- Born: 16 October 1968 Kukës, Albania
- Died: 23 May 2008 (aged 39) Tirana, Albania
- Occupations: Founder and former CEO of Top Media Group
- Years active: 1998–2008
- Organization: Dritan Hoxha Media Foundation (founded posthumously)
- Known for: Pioneering figure in Albanian television, innovator in the Albanian media industry
- Television: Top Channel
- Spouse: Vjollca Hoxha
- Children: 4
- Website: fm-dritanhoxha.al

= Dritan Hoxha =

Albanian entrepreneur and media mogul (1968-2008)

Dritan Hoxha (/sq/; 16 October 1968 – 23 May 2008) was an Albanian entrepreneur and media mogul, best known as the founder of Top Media, Albania's largest media company.

Hoxha, who started his business career as a coffee importer for Lori Caffe, founded the Top Media group in 1998.

== Early life ==

Dritan Hoxha was born on October 16, 1968, in Kukës, Albania. During his childhood, his family relocated to the Laprakë neighborhood in Tirana, where he spent his formative years. Hoxha began his professional journey as a coffee importer, establishing the Lori Caffe brand in 1995, which marked his initial venture into the business world.

Hoxha's early involvement in commerce and his passion for technology and innovation contributed to his later work in the media industry, where he played a role in the development of private broadcasting in the country.

==Media career==
Hoxha's ventures into media began with the establishment of Top Albania Radio in 1998, which quickly grew into one of the biggest radio stations in Albania. It branched into television with the founding of the broadcaster Top Channel in 2001 and the pay-TV provider DigitAlb in 2004. The growth of Hoxha's business ventures accelerated between 2004 and 2008, expanding into the news publication Shqip (2006) and the 24/7 news channel Top News (2007), as well as exclusive themed TV channels such as My Music.

In 2008, DigitAlb became the first European Platform with six High Definition Channels and the second in the world. This was a big achievement for Albania. He clashed with Prime Minister Sali Berisha over satellite broadcasting rights. Berisha fined Hoxha's group 13 million euros, but they later reached a compromise.

==Top Media==
On 14 February 1998, Dritan Hoxha founded the Top Media Group shortly after creating Top Albania Radio. After his death, Hoxha's family took over operations of the media enterprise.

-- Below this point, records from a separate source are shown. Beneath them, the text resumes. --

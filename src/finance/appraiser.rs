//! Multi-year cash-flow projection and investment metrics.

use crate::config::{FinancialParams, PriceSchedule};
use crate::finance::loan::LoanSchedule;
use crate::finance::types::{FinancialResult, YearCashFlow};
use crate::sim::SimulationResult;

/// Fallback replacement interval when a component life is unset.
const DEFAULT_LIFE_YEARS: u32 = 10;

/// IRR bisection search bounds and iteration cap.
const IRR_LOW: f64 = -0.9;
const IRR_HIGH: f64 = 10.0;
const IRR_ITERATIONS: u32 = 100;

/// Appraises one simulated design over the project horizon.
///
/// `capex` is the total installed cost and `battery_capex` the battery
/// share of it; the two drive separate replacement schedules. Revenue is
/// priced from the simulated per-band self-consumption, export, and
/// off-peak grid-charge totals, then degraded and escalated year over
/// year.
pub fn appraise(
    capex: f64,
    battery_capex: f64,
    sim: &SimulationResult,
    prices: &PriceSchedule,
    fin: &FinancialParams,
) -> FinancialResult {
    let years = fin.years;
    let loan_amount = if fin.loan.enable {
        capex * fin.loan.ratio_pct / 100.0
    } else {
        0.0
    };
    let equity = capex - loan_amount;
    let mut loan = LoanSchedule::new(loan_amount, fin.loan.rate_pct, fin.loan.term_years);

    let first_year_revenue = sim.used_by_band.peak * prices.peak
        + sim.used_by_band.normal * prices.normal
        + sim.used_by_band.off_peak * prices.off_peak
        + sim.total_exported_kwh * prices.grid_injection
        - sim.total_grid_charge_kwh * prices.off_peak;

    let battery_life = life_or_default(fin.battery_life_years);
    let inverter_life = life_or_default(fin.inverter_life_years);
    let discount = 1.0 + fin.discount_rate_pct / 100.0;
    // billable energy basis for LCOE: served plus exported, net of what
    // the grid supplied for charging
    let energy_base =
        (sim.total_used_kwh + sim.total_exported_kwh - sim.total_grid_charge_kwh).max(0.0);

    let mut cash_flows = Vec::with_capacity(years as usize + 1);
    cash_flows.push(YearCashFlow {
        year: 0,
        net: -equity,
        accumulated: -equity,
        ..YearCashFlow::default()
    });

    let mut accumulated = -equity;
    let mut npv = -equity;
    let mut payback: Option<f64> = None;
    let mut npv_costs = capex;
    let mut npv_energy = 0.0;

    for year in 1..=years {
        let deg_factor = (1.0 - fin.degradation_pct / 100.0).powi(year as i32 - 1);
        let esc_factor = (1.0 + fin.escalation_pct / 100.0).powi(year as i32 - 1);

        let revenue = first_year_revenue * deg_factor * esc_factor;
        let om_cost = capex * fin.om_pct / 100.0 * esc_factor;
        let insurance_cost = capex * fin.insurance_pct / 100.0;

        let mut replacement_cost = 0.0;
        if battery_capex > 0.0 && year % battery_life == 0 && year < years {
            replacement_cost += battery_capex * fin.battery_replace_cost_pct / 100.0 * esc_factor;
        }
        if year % inverter_life == 0 && year < years {
            replacement_cost +=
                (capex - battery_capex) * fin.inverter_replace_cost_pct / 100.0 * esc_factor;
        }

        let debt = loan.year_service(year);

        let depreciation = if fin.tax.depreciation_years > 0 && year <= fin.tax.depreciation_years {
            capex / f64::from(fin.tax.depreciation_years)
        } else {
            0.0
        };
        let tax_paid = if fin.tax.enable {
            let taxable =
                (revenue - om_cost - insurance_cost - depreciation - debt.interest).max(0.0);
            taxable * fin.tax.rate_pct / 100.0
        } else {
            0.0
        };

        let net = revenue
            - om_cost
            - insurance_cost
            - tax_paid
            - replacement_cost
            - (debt.interest + debt.principal);

        let previous = accumulated;
        accumulated += net;
        if payback.is_none() && accumulated >= 0.0 {
            payback = Some(if net != 0.0 {
                f64::from(year - 1) + previous.abs() / net
            } else {
                f64::from(year)
            });
        }

        let disc_factor = discount.powi(year as i32);
        npv += net / disc_factor;
        npv_costs += (om_cost + insurance_cost + replacement_cost) / disc_factor;
        npv_energy += energy_base * deg_factor / disc_factor;

        cash_flows.push(YearCashFlow {
            year,
            net,
            accumulated,
            revenue,
            om_cost,
            insurance_cost,
            debt_interest: debt.interest,
            debt_principal: debt.principal,
            tax_paid,
            replacement_cost,
            depreciation,
        });
    }

    let irr_pct = if equity > 0.0 {
        bisect_irr(equity, &cash_flows) * 100.0
    } else {
        0.0
    };
    let roi_pct = if equity > 0.0 {
        (accumulated + equity) / equity * 100.0
    } else {
        0.0
    };
    let lcoe = if npv_energy > 0.0 {
        let value = npv_costs / npv_energy;
        if value.is_finite() { value } else { 0.0 }
    } else {
        0.0
    };

    FinancialResult {
        npv,
        irr_pct,
        payback_years: payback.unwrap_or(f64::from(years) + 1.0),
        roi_pct,
        lcoe,
        first_year_revenue,
        cash_flows,
    }
}

fn life_or_default(years: u32) -> u32 {
    if years == 0 { DEFAULT_LIFE_YEARS } else { years }
}

/// Bisection search for the discount rate where the equity NPV crosses
/// zero. Converges fast enough that the residual is well under one
/// currency unit for typical project magnitudes.
fn bisect_irr(equity: f64, cash_flows: &[YearCashFlow]) -> f64 {
    let npv_at = |rate: f64| -> f64 {
        let mut value = -equity;
        for row in cash_flows.iter().skip(1) {
            value += row.net / (1.0 + rate).powi(row.year as i32);
        }
        value
    };

    let mut low = IRR_LOW;
    let mut high = IRR_HIGH;
    let mut irr = 0.0;
    for _ in 0..IRR_ITERATIONS {
        let mid = (low + high) / 2.0;
        let value = npv_at(mid);
        irr = mid;
        if value.abs() < 1.0 {
            break;
        }
        if value > 0.0 {
            low = mid;
        } else {
            high = mid;
        }
    }
    irr
}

| List | Type | Launch date |
|---|---|---|
| Top Albania Radio | Radio station | 14 February 1998 |
| VGA Studio | Television branding company | 4 May 2000 |
| Top Channel | Television network | 20 December 2001 |
| DigitAlb | Pay-TV provider and production company | 15 July 2004 |
| My Music | Music television channel | 2004 |
| Gazeta Shqip | News publication | 13 March 2006 |
| Top News | News television channel | February 2007 |
| Dritan Hoxha Media Foundation | Media education and charity organization | December 2010 (post-humously) |

==Death==
On 23 May 2008, at approximately 01:50, Dritan Hoxha crashed his car, a Ferrari 599 GTB Fiorano with the license plate DK 3892 H, into a maple tree in a flower garden along the Bajram Curri Boulevard in Tirana, near the Lana River. The car split in two and was completely destroyed upon impact. Hoxha initially survived the crash and was extracted from the vehicle a few minutes later. However, he suddenly died en route to the Tirana Military Hospital.

== Awards and honors ==

- In February 2012, the Municipality of Pristina named a street in his honor, recognizing his efforts in unifying Albanians through cross-border media initiatives.
- In November 2012, the city of Vlora posthumously awarded Hoxha the title of Citizen of Honour (Qytetar Nderi) during the 100th anniversary of Albanian independence, for his contributions to Albanian unity and culture through media.
- In September 2021, Marin Barleti University conferred upon him the title of Doctor Honoris Causa in recognition of his outstanding achievements in media and communication.
- In December 2023, Hoxha was posthumously awarded the title of Grand Master (Mjeshtër i Madh) by Albanian President Bajram Begaj for his pioneering contributions to Albanian visual media.